Find optimal threshold based on specified metric.
Parameters:
- metric: 'f1' for F1-score, 'custom' for custom cost function
- beta: weight for F-beta score (beta > 1 favors recall, beta < 1 favors precision)
"""
precision, recall, thresholds = precision_recall_curve(y_true, y_proba)
if metric == 'f1':
# Calculate F-beta score for each threshold
fbeta_scores = ((1 + beta**2) * precision[:-1] * recall[:-1]) / \
(beta**2 * precision[:-1] + recall[:-1] + 1e-10)
optimal_idx = np.argmax(fbeta_scores)
optimal_threshold = thresholds[optimal_idx]
print(f"Optimal threshold: {optimal_threshold:.3f}")
print(f"F{beta}-score: {fbeta_scores[optimal_idx]:.3f}")
print(f"Precision: {precision[optimal_idx]:.3f}")
print(f"Recall: {recall[optimal_idx]:.3f}")
return optimal_threshold
# Example: Find threshold maximizing F1-score
optimal_thresh = find_optimal_threshold(y_test, y_proba, metric='f1')

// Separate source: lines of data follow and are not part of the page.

//! Error types for OAuth authentication operations

/// Errors from OAuth authentication operations.
#[derive(Debug, thiserror::Error)]
pub enum Error {
    #[error("entropy source unavailable: {0}")]
    Randomness(String),

    #[error("HTTP request failed: {0}")]
    Http(String),

    #[error("request timed out: {0}")]
    Timeout(String),

    #[error("token exchange failed: {0}")]
    TokenExchange(String),

    #[error("invalid credentials: {0}")]
    InvalidCredentials(String),

    #[error("unsupported proxy type: {0}")]
    UnsupportedProxyType(String),

    #[error("invalid URL: {0}")]
    InvalidUrl(String),

    #[error("invalid proxy configuration: {0}")]
    InvalidProxy(String),

    #[error("credential parse error: {0}")]
    CredentialParse(String),

    #[error("I/O error: {0}")]
    Io(String),

    #[error("not found: {0}")]
    NotFound(String),
}

impl Error {
    /// Whether the error is a transport-level failure (connect, TLS, timeout)
    /// rather than a response the token endpoint actually sent.
    pub fn is_transport(&self) -> bool {
        matches!(self, Error::Http(_) | Error::Timeout(_))
    }

    pub fn is_timeout(&self) -> bool {
        matches!(self, Error::Timeout(_))
    }
}

/// Result alias for auth operations.
pub type Result<T> = std::result::Result<T, Error>;
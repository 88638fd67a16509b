//! Proactive background token refresh
//!
//! Spawns a periodic task that walks every stored account and refreshes
//! credentials approaching expiration, so most relay calls find a fresh
//! token. Refreshes go through the same per-account lock as request-time
//! refresh, so the two never race on a single-use refresh token.

use std::sync::Arc;
use std::time::Duration;

use tracing::{debug, info, warn};

use crate::error::Error;
use crate::lifecycle::TokenManager;

/// Spawn a background task that proactively refreshes expiring tokens.
///
/// Runs every `interval` and refreshes any credential expiring within
/// `threshold`. Failures are logged and retried on the next cycle.
///
/// Returns a `JoinHandle` for the spawned task.
pub fn spawn_refresh_task(
    tokens: Arc<TokenManager>,
    interval: Duration,
    threshold: Duration,
) -> tokio::task::JoinHandle<()> {
    tokio::spawn(async move {
        let mut ticker = tokio::time::interval(interval);
        // Skip the immediate first tick, credentials were just loaded
        ticker.tick().await;

        loop {
            ticker.tick().await;
            refresh_cycle(&tokens, threshold).await;
        }
    })
}

/// Run one refresh cycle. Returns how many credentials were refreshed.
pub async fn refresh_cycle(tokens: &TokenManager, threshold: Duration) -> usize {
    let accounts = match tokens.list_accounts().await {
        Ok(accounts) => accounts,
        Err(e) => {
            warn!(error = %e, "background refresh could not list accounts");
            return 0;
        }
    };
    let threshold = chrono::Duration::from_std(threshold).unwrap_or(chrono::Duration::MAX);

    let mut refreshed = 0;
    for account in &accounts {
        match tokens.refresh_if_expiring(account, threshold).await {
            Ok(true) => {
                refreshed += 1;
                info!(account, "background token refresh succeeded");
            }
            Ok(false) => debug!(account, "token not expiring within threshold"),
            Err(Error::Refresh { source, .. }) => {
                warn!(account, error = %source, "background refresh rejected, account needs re-authorization");
            }
            Err(e) => {
                warn!(account, error = %e, "background refresh failed, will retry next cycle");
            }
        }
    }
    refreshed
}
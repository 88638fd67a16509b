//! Credential and authorization-state storage
//!
//! `CredentialStore` is the contract the rest of the gateway depends on.
//! `FileStore` implements it with a JSON file mapping account names to
//! credentials. All writes use atomic temp-file + rename to prevent
//! corruption on crash, and a tokio Mutex serializes concurrent writers
//! (request-time refresh, background refresh, new authorizations).
//!
//! Pending authorization challenges are kept in memory only. They are
//! short-lived and a restart simply means the user re-authorizes.

use std::collections::HashMap;
use std::future::Future;
use std::path::{Path, PathBuf};
use std::pin::Pin;

use chrono::{Duration, Utc};
use tokio::sync::Mutex;
use tracing::{debug, info};

use crate::credentials::Credential;
use crate::error::{Error, Result};
use crate::pkce::AuthorizationChallenge;

/// How long a pending authorization stays redeemable.
pub const TRANSIENT_STATE_TTL_SECS: i64 = 600;

/// Boxed future returned by store methods, keeping the trait dyn-compatible.
pub type StoreFuture<'a, T> = Pin<Box<dyn Future<Output = Result<T>> + Send + 'a>>;

/// Persistence for named credentials and pending authorization state.
///
/// Missing entries fail with `Error::NotFound`. Uses `Pin<Box<dyn Future>>`
/// return types for dyn-compatibility (`Arc<dyn CredentialStore>`).
pub trait CredentialStore: Send + Sync {
    fn load_credential<'a>(&'a self, account: &'a str) -> StoreFuture<'a, Credential>;

    /// Insert or overwrite; latest write wins.
    fn save_credential<'a>(
        &'a self,
        account: &'a str,
        credential: Credential,
    ) -> StoreFuture<'a, ()>;

    fn save_transient_state<'a>(
        &'a self,
        state: &'a str,
        challenge: AuthorizationChallenge,
    ) -> StoreFuture<'a, ()>;

    fn load_transient_state<'a>(&'a self, state: &'a str) -> StoreFuture<'a, AuthorizationChallenge>;

    /// Idempotent: deleting an unknown state succeeds.
    fn delete_transient_state<'a>(&'a self, state: &'a str) -> StoreFuture<'a, ()>;

    /// Account names, sorted.
    fn list_accounts(&self) -> StoreFuture<'_, Vec<String>>;
}

/// File-backed store.
///
/// The credential Mutex serializes all writes. Reads acquire the lock
/// briefly to clone the in-memory state.
pub struct FileStore {
    path: PathBuf,
    credentials: Mutex<HashMap<String, Credential>>,
    pending: Mutex<HashMap<String, AuthorizationChallenge>>,
    state_ttl: Duration,
}

impl FileStore {
    /// Load credentials from the given file path.
    ///
    /// If the file doesn't exist, creates it as `{}` (cold start with zero
    /// accounts).
    pub async fn load(path: PathBuf) -> Result<Self> {
        let credentials = if path.exists() {
            let contents = tokio::fs::read_to_string(&path)
                .await
                .map_err(|e| Error::Io(format!("reading credential file: {e}")))?;
            let credentials: HashMap<String, Credential> = serde_json::from_str(&contents)
                .map_err(|e| Error::CredentialParse(format!("parsing credential file: {e}")))?;
            info!(path = %path.display(), accounts = credentials.len(), "loaded credentials");
            credentials
        } else {
            info!(path = %path.display(), "credential file not found, starting with empty store");
            if let Some(dir) = path.parent().filter(|d| !d.as_os_str().is_empty()) {
                tokio::fs::create_dir_all(dir)
                    .await
                    .map_err(|e| Error::Io(format!("creating credential directory: {e}")))?;
            }
            let empty = HashMap::new();
            write_atomic(&path, &empty).await?;
            empty
        };

        Ok(Self {
            path,
            credentials: Mutex::new(credentials),
            pending: Mutex::new(HashMap::new()),
            state_ttl: Duration::seconds(TRANSIENT_STATE_TTL_SECS),
        })
    }

    /// Override how long pending authorizations stay redeemable.
    pub fn with_state_ttl(mut self, ttl: Duration) -> Self {
        self.state_ttl = ttl;
        self
    }

    pub fn path(&self) -> &Path {
        &self.path
    }

    fn is_expired(&self, challenge: &AuthorizationChallenge) -> bool {
        challenge.created_at + self.state_ttl <= Utc::now()
    }
}

impl CredentialStore for FileStore {
    fn load_credential<'a>(&'a self, account: &'a str) -> StoreFuture<'a, Credential> {
        Box::pin(async move {
            let credentials = self.credentials.lock().await;
            credentials
                .get(account)
                .cloned()
                .ok_or_else(|| Error::NotFound(format!("account {account}")))
        })
    }

    fn save_credential<'a>(
        &'a self,
        account: &'a str,
        credential: Credential,
    ) -> StoreFuture<'a, ()> {
        Box::pin(async move {
            let mut credentials = self.credentials.lock().await;
            credentials.insert(account.to_string(), credential);
            write_atomic(&self.path, &credentials).await?;
            debug!(account, "saved credential");
            Ok(())
        })
    }

    fn save_transient_state<'a>(
        &'a self,
        state: &'a str,
        challenge: AuthorizationChallenge,
    ) -> StoreFuture<'a, ()> {
        Box::pin(async move {
            let mut pending = self.pending.lock().await;
            pending.retain(|_, c| !self.is_expired(c));
            pending.insert(state.to_string(), challenge);
            Ok(())
        })
    }

    fn load_transient_state<'a>(&'a self, state: &'a str) -> StoreFuture<'a, AuthorizationChallenge> {
        Box::pin(async move {
            let pending = self.pending.lock().await;
            pending
                .get(state)
                .filter(|c| !self.is_expired(c))
                .cloned()
                .ok_or_else(|| Error::NotFound(format!("authorization state {state}")))
        })
    }

    fn delete_transient_state<'a>(&'a self, state: &'a str) -> StoreFuture<'a, ()> {
        Box::pin(async move {
            self.pending.lock().await.remove(state);
            Ok(())
        })
    }

    fn list_accounts(&self) -> StoreFuture<'_, Vec<String>> {
        Box::pin(async move {
            let credentials = self.credentials.lock().await;
            let mut names: Vec<String> = credentials.keys().cloned().collect();
            names.sort();
            Ok(names)
        })
    }
}

/// Write credentials to a file atomically.
///
/// Writes to a temporary file in the same directory, then renames it over
/// the target. Sets file permissions to 0600 (owner read/write only) since
/// the file contains OAuth tokens.
async fn write_atomic(path: &Path, data: &HashMap<String, Credential>) -> Result<()> {
    let json = serde_json::to_string_pretty(data)
        .map_err(|e| Error::CredentialParse(format!("serializing credentials: {e}")))?;

    let dir = match path.parent() {
        Some(dir) if !dir.as_os_str().is_empty() => dir,
        _ => Path::new("."),
    };

    let tmp_path = dir.join(format!(".credentials.tmp.{}", std::process::id()));

    tokio::fs::write(&tmp_path, json.as_bytes())
        .await
        .map_err(|e| Error::Io(format!("writing temp credential file: {e}")))?;

    #[cfg(unix)]
    {
        use std::os::unix::fs::PermissionsExt;
        let perms = std::fs::Permissions::from_mode(0o600);
        tokio::fs::set_permissions(&tmp_path, perms)
            .await
            .map_err(|e| Error::Io(format!("setting credential file permissions: {e}")))?;
    }

    tokio::fs::rename(&tmp_path, path)
        .await
        .map_err(|e| Error::Io(format!("renaming temp credential file: {e}")))?;

    debug!(path = %path.display(), "persisted credentials");
    Ok(())
}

# Example: Favor recall (F2-score)
optimal_thresh_recall = find_optimal_threshold(y_test, y_proba, metric='f1', beta=2.0)
The PR curve is your diagnostic tool for imbalanced classification. Use it to understand model behavior, compare alternatives, and make informed threshold decisions based on your specific business context. Don’t settle for default thresholds—your data deserves better.